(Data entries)
+---+
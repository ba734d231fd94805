//! Local replica of the shared session

use carrom_core::{PlayerNumber, ShotEvent};
use proto::{GameSession, SessionStatus, ShotRecord};
use session_sync::shot_event;

/// Difference between two consecutive session snapshots
#[derive(Debug, Clone, PartialEq)]
pub enum SessionChange {
    Status(SessionStatus),
    Turn(PlayerNumber),
    Score(PlayerNumber, u32),
    RemoteShot(ShotEvent),
    OpponentJoined,
    OpponentLeft,
}

/// What this client last saw of the session
#[derive(Debug, Clone, Default)]
pub struct SessionView {
    initialized: bool,
    status: SessionStatus,
    current_turn: PlayerNumber,
    scores: [u32; 2],
    names: [Option<String>; 2],
    last_shot: Option<ShotRecord>,
    winner: Option<PlayerNumber>,
}

impl SessionView {
    pub fn new() -> Self {
        Self::default()
    }

    pub fn status(&self) -> SessionStatus {
        self.status
    }

    pub fn current_turn(&self) -> PlayerNumber {
        self.current_turn
    }

    pub fn score(&self, player: PlayerNumber) -> u32 {
        self.scores[index(player)]
    }

    pub fn name(&self, player: PlayerNumber) -> Option<&str> {
        self.names[index(player)].as_deref()
    }

    pub fn is_present(&self, player: PlayerNumber) -> bool {
        self.names[index(player)].is_some()
    }

    pub fn winner(&self) -> Option<PlayerNumber> {
        self.winner
    }

    /// Fold a snapshot into the view and report what changed
    ///
    /// A shot is reported when the stored record differs from the last one
    /// seen. Timestamps come from the shooter's clock and are not compared.
    /// Shots authored by `local`, and a shot already present in the first
    /// snapshot, are not reported.
    pub fn apply(&mut self, session: &GameSession, local: Option<PlayerNumber>) -> Vec<SessionChange> {
        let mut changes = Vec::new();
        let first = !self.initialized;
        self.initialized = true;

        if session.status != self.status {
            self.status = session.status;
            changes.push(SessionChange::Status(session.status));
        }
        if session.status == SessionStatus::Finished {
            self.winner = session.winner.and_then(PlayerNumber::from_u8);
        }

        match PlayerNumber::from_u8(session.current_turn) {
            Some(turn) if turn != self.current_turn => {
                self.current_turn = turn;
                changes.push(SessionChange::Turn(turn));
            }
            Some(_) => {}
            None => log::warn!("Ignoring invalid turn {}", session.current_turn),
        }

        for player in [PlayerNumber::One, PlayerNumber::Two] {
            let slot = index(player);
            let record = session.player(player.as_u8());
            let was_present = self.names[slot].is_some();
            self.names[slot] = record.map(|r| r.name.clone());

            if Some(player) != local {
                match (was_present, record.is_some()) {
                    (false, true) => changes.push(SessionChange::OpponentJoined),
                    (true, false) => changes.push(SessionChange::OpponentLeft),
                    _ => {}
                }
            }
            if let Some(record) = record {
                if record.score != self.scores[slot] {
                    self.scores[slot] = record.score;
                    changes.push(SessionChange::Score(player, record.score));
                }
            }
        }

        if let Some(record) = &session.last_shot {
            if self.last_shot.as_ref() != Some(record) {
                self.last_shot = Some(*record);
                let remote = PlayerNumber::from_u8(record.player) != local;
                if !first && remote {
                    match shot_event(record) {
                        Some(shot) => changes.push(SessionChange::RemoteShot(shot)),
                        None => log::warn!("Ignoring shot by unknown player {}", record.player),
                    }
                }
            }
        }

        changes
    }
}

fn index(player: PlayerNumber) -> usize {
    usize::from(player.as_u8() - 1)
}
use crate::{Body, CollisionEvent, Events, PendingRemoval, PhysicsEvent};
use glam::Vec2;
use hecs::{Entity, Without, World};

/// Resolve every overlapping pair of live bodies
///
/// Pairs are checked brute-force in entity order so both clients resolve
/// contacts in the same sequence.
pub fn resolve_collisions(world: &mut World, events: &mut Events) {
    let mut bodies: Vec<(Entity, Body)> = world
        .query::<Without<&Body, &PendingRemoval>>()
        .iter()
        .map(|(entity, body)| (entity, *body))
        .collect();
    bodies.sort_by_key(|(entity, _)| entity.id());

    let mut touched = false;
    for j in 1..bodies.len() {
        let (head, tail) = bodies.split_at_mut(j);
        let (entity_b, body_b) = &mut tail[0];
        for (entity_a, body_a) in head.iter_mut() {
            if let Some(impact_speed) = resolve_pair(body_a, body_b) {
                touched = true;
                events.push(PhysicsEvent::Collision(CollisionEvent {
                    a: *entity_a,
                    b: *entity_b,
                    impact_speed,
                }));
            }
        }
    }

    if !touched {
        return;
    }

    for (entity, body) in bodies {
        if let Ok(mut slot) = world.get::<&mut Body>(entity) {
            *slot = body;
        }
    }
}

/// Separate and bounce two overlapping discs
///
/// Returns the approach speed along the line of centers when the discs
/// overlapped; zero for a pair that was already separating.
/// Overlap is removed along the line of centers in inverse-mass proportion
/// before the restitution impulse, which is only applied while the discs
/// are still approaching.
pub fn resolve_pair(a: &mut Body, b: &mut Body) -> Option<f32> {
    let delta = b.pos - a.pos;
    let min_dist = a.radius + b.radius;
    let dist_sq = delta.length_squared();
    if dist_sq >= min_dist * min_dist {
        return None;
    }

    let inv_a = a.inv_mass();
    let inv_b = b.inv_mass();
    let inv_sum = inv_a + inv_b;
    if inv_sum <= 0.0 {
        return None;
    }

    let dist = dist_sq.sqrt();
    // Coincident centers: pick a fixed axis to stay deterministic
    let normal = if dist > f32::EPSILON {
        delta / dist
    } else {
        Vec2::X
    };

    let penetration = min_dist - dist;
    a.pos -= normal * (penetration * inv_a / inv_sum);
    b.pos += normal * (penetration * inv_b / inv_sum);

    let closing = (b.vel - a.vel).dot(normal);
    if closing >= 0.0 {
        return Some(0.0);
    }
    let restitution = a.restitution.max(b.restitution);
    let impulse = -(1.0 + restitution) * closing / inv_sum;
    a.vel -= normal * (impulse * inv_a);
    b.vel += normal * (impulse * inv_b);

    Some(-closing)
}

#[cfg(test)]
mod tests {
    use super::*;
    use crate::{create_piece, create_striker, BodyKind, Config};

    fn setup_world() -> (World, Config, Events) {
        (World::new(), Config::new(), Events::new())
    }

    fn piece(pos: Vec2, vel: Vec2) -> Body {
        Body::new(BodyKind::Light, pos, 12.0, 0.001, 0.8, 0.05).with_velocity(vel)
    }

    #[test]
    fn test_head_on_equal_mass_loses_energy() {
        let v = 6.0;
        let mut a = piece(Vec2::new(100.0, 100.0), Vec2::new(v, 0.0));
        let mut b = piece(Vec2::new(123.0, 100.0), Vec2::ZERO);

        let speed = resolve_pair(&mut a, &mut b);

        assert_eq!(speed, Some(v));
        // Momentum conserved
        assert!((a.vel.x + b.vel.x - v).abs() < 1e-4);
        // Separation speed is restitution times closing speed
        assert!((b.vel.x - a.vel.x - 0.8 * v).abs() < 1e-4);
        assert!((b.vel.x - 5.4).abs() < 1e-4, "Target takes most of the speed");
        assert!((a.vel.x - 0.6).abs() < 1e-4, "Not a perfect swap");
        assert_eq!(a.vel.y, 0.0);
    }

    #[test]
    fn test_positional_correction_removes_overlap() {
        let mut a = piece(Vec2::new(100.0, 100.0), Vec2::ZERO);
        let mut b = piece(Vec2::new(110.0, 100.0), Vec2::ZERO);

        resolve_pair(&mut a, &mut b);

        let gap = (b.pos - a.pos).length();
        assert!((gap - 24.0).abs() < 1e-4, "Discs should just touch");
        assert_eq!(a.vel, Vec2::ZERO, "Resting overlap injects no energy");
        assert_eq!(b.vel, Vec2::ZERO);
    }

    #[test]
    fn test_separating_pair_keeps_velocity() {
        let mut a = piece(Vec2::new(100.0, 100.0), Vec2::new(-1.0, 0.0));
        let mut b = piece(Vec2::new(120.0, 100.0), Vec2::new(1.0, 0.0));

        let speed = resolve_pair(&mut a, &mut b);

        assert_eq!(speed, Some(0.0), "Separating overlap is not an impact");
        assert_eq!(a.vel, Vec2::new(-1.0, 0.0));
        assert_eq!(b.vel, Vec2::new(1.0, 0.0));
    }

    #[test]
    fn test_glancing_contact_reports_normal_speed() {
        // Moving along x, touching a disc that sits mostly below
        let mut a = piece(Vec2::new(100.0, 100.0), Vec2::new(6.0, 0.0));
        let mut b = piece(Vec2::new(112.0, 120.0), Vec2::ZERO);

        let speed = resolve_pair(&mut a, &mut b).unwrap();

        let normal = (Vec2::new(112.0, 120.0) - Vec2::new(100.0, 100.0)).normalize();
        assert!((speed - 6.0 * normal.x).abs() < 1e-4);
        assert!(speed < 6.0);
    }

    #[test]
    fn test_no_contact_when_apart() {
        let mut a = piece(Vec2::new(100.0, 100.0), Vec2::new(1.0, 0.0));
        let mut b = piece(Vec2::new(125.0, 100.0), Vec2::ZERO);
        assert_eq!(resolve_pair(&mut a, &mut b), None);
    }

    #[test]
    fn test_heavier_striker_pushes_piece() {
        let (mut world, config, mut events) = setup_world();
        let striker = create_striker(&mut world, &config, Vec2::new(300.0, 300.0));
        let target = create_piece(&mut world, &config, BodyKind::Queen, Vec2::new(300.0, 271.0));
        world.get::<&mut Body>(striker).unwrap().vel = Vec2::new(0.0, -10.0);

        resolve_collisions(&mut world, &mut events);

        let striker_body = *world.get::<&Body>(striker).unwrap();
        let target_body = *world.get::<&Body>(target).unwrap();
        assert!(target_body.vel.y < -10.0, "Light piece flies faster than the striker");
        assert!(striker_body.vel.y < 0.0, "Heavier striker keeps moving forward");
        assert_eq!(events.iter().count(), 1, "One collision event per contact");
        match events.iter().next() {
            Some(PhysicsEvent::Collision(hit)) => {
                assert_eq!(hit.a, striker);
                assert_eq!(hit.b, target);
                assert!((hit.impact_speed - 10.0).abs() < 1e-4);
            }
            other => panic!("Expected collision event, got {other:?}"),
        };
    }

    #[test]
    fn test_pending_bodies_do_not_collide() {
        let (mut world, config, mut events) = setup_world();
        let a = create_piece(&mut world, &config, BodyKind::Light, Vec2::new(300.0, 300.0));
        create_piece(&mut world, &config, BodyKind::Dark, Vec2::new(305.0, 300.0));
        world.insert_one(a, PendingRemoval::new(3)).unwrap();

        resolve_collisions(&mut world, &mut events);

        assert!(events.is_empty());
    }
}
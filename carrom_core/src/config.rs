use serde::{Deserialize, Serialize};

use crate::params::Params;

/// Game configuration
///
/// Built from [`Params`] by default. Every field may be overridden from a
/// config file; missing fields keep their defaults.
#[derive(Debug, Clone, PartialEq, Serialize, Deserialize)]
#[serde(default)]
pub struct Config {
    pub board_size: f32,
    pub wall_thickness: f32,
    pub pocket_radius: f32,
    pub striker_spot_x: f32,
    pub striker_spot_y: f32,
    pub piece_radius: f32,
    pub striker_radius: f32,
    pub piece_density: f32,
    pub striker_density: f32,
    pub restitution: f32,
    pub linear_damping: f32,
    pub rack_gap_factor: f32,
    pub aim_capture_radius: f32,
    pub drag_to_power: f32,
    pub power_to_force: f32,
    pub min_drag: f32,
    pub aim_guide_scale: f32,
    pub rest_speed: f32,
    pub settle_confirm_ticks: u32,
    pub removal_delay_ticks: u32,
    pub queen_points: u32,
    pub dark_points: u32,
    pub light_points: u32,
    pub collision_feedback_speed: f32,
    pub fixed_dt: f32,
    pub max_dt: f32,
    pub substeps: u32,
    pub force_scale: f32,
}

impl Default for Config {
    fn default() -> Self {
        Self {
            board_size: Params::BOARD_SIZE,
            wall_thickness: Params::WALL_THICKNESS,
            pocket_radius: Params::POCKET_RADIUS,
            striker_spot_x: Params::STRIKER_SPOT_X,
            striker_spot_y: Params::STRIKER_SPOT_Y,
            piece_radius: Params::PIECE_RADIUS,
            striker_radius: Params::STRIKER_RADIUS,
            piece_density: Params::PIECE_DENSITY,
            striker_density: Params::STRIKER_DENSITY,
            restitution: Params::RESTITUTION,
            linear_damping: Params::LINEAR_DAMPING,
            rack_gap_factor: Params::RACK_GAP_FACTOR,
            aim_capture_radius: Params::AIM_CAPTURE_RADIUS,
            drag_to_power: Params::DRAG_TO_POWER,
            power_to_force: Params::POWER_TO_FORCE,
            min_drag: Params::MIN_DRAG,
            aim_guide_scale: Params::AIM_GUIDE_SCALE,
            rest_speed: Params::REST_SPEED,
            settle_confirm_ticks: Params::SETTLE_CONFIRM_TICKS,
            removal_delay_ticks: Params::REMOVAL_DELAY_TICKS,
            queen_points: Params::QUEEN_POINTS,
            dark_points: Params::DARK_POINTS,
            light_points: Params::LIGHT_POINTS,
            collision_feedback_speed: Params::COLLISION_FEEDBACK_SPEED,
            fixed_dt: Params::FIXED_DT,
            max_dt: Params::MAX_DT,
            substeps: Params::SUBSTEPS,
            force_scale: Params::FORCE_SCALE,
        }
    }
}

impl Config {
    pub fn new() -> Self {
        Self::default()
    }

    /// Default striker spot as a vector
    pub fn striker_spot(&self) -> glam::Vec2 {
        glam::Vec2::new(self.striker_spot_x, self.striker_spot_y)
    }

    /// Substep count, never zero
    pub fn substeps(&self) -> u32 {
        self.substeps.max(1)
    }
}

#[cfg(test)]
mod tests {
    use super::*;

    #[test]
    fn test_config_defaults_match_params() {
        let config = Config::new();
        assert_eq!(config.board_size, 600.0);
        assert_eq!(config.restitution, 0.8);
        assert_eq!(config.striker_spot(), glam::Vec2::new(300.0, 550.0));
    }

    #[test]
    fn test_config_substeps_never_zero() {
        let config = Config {
            substeps: 0,
            ..Config::default()
        };
        assert_eq!(config.substeps(), 1);
    }
}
+---+
Go through the records above and, whenever a line includes the word "initialized", copy it.

    initialized: bool,
        let first = !self.initialized;
        self.initialized = true;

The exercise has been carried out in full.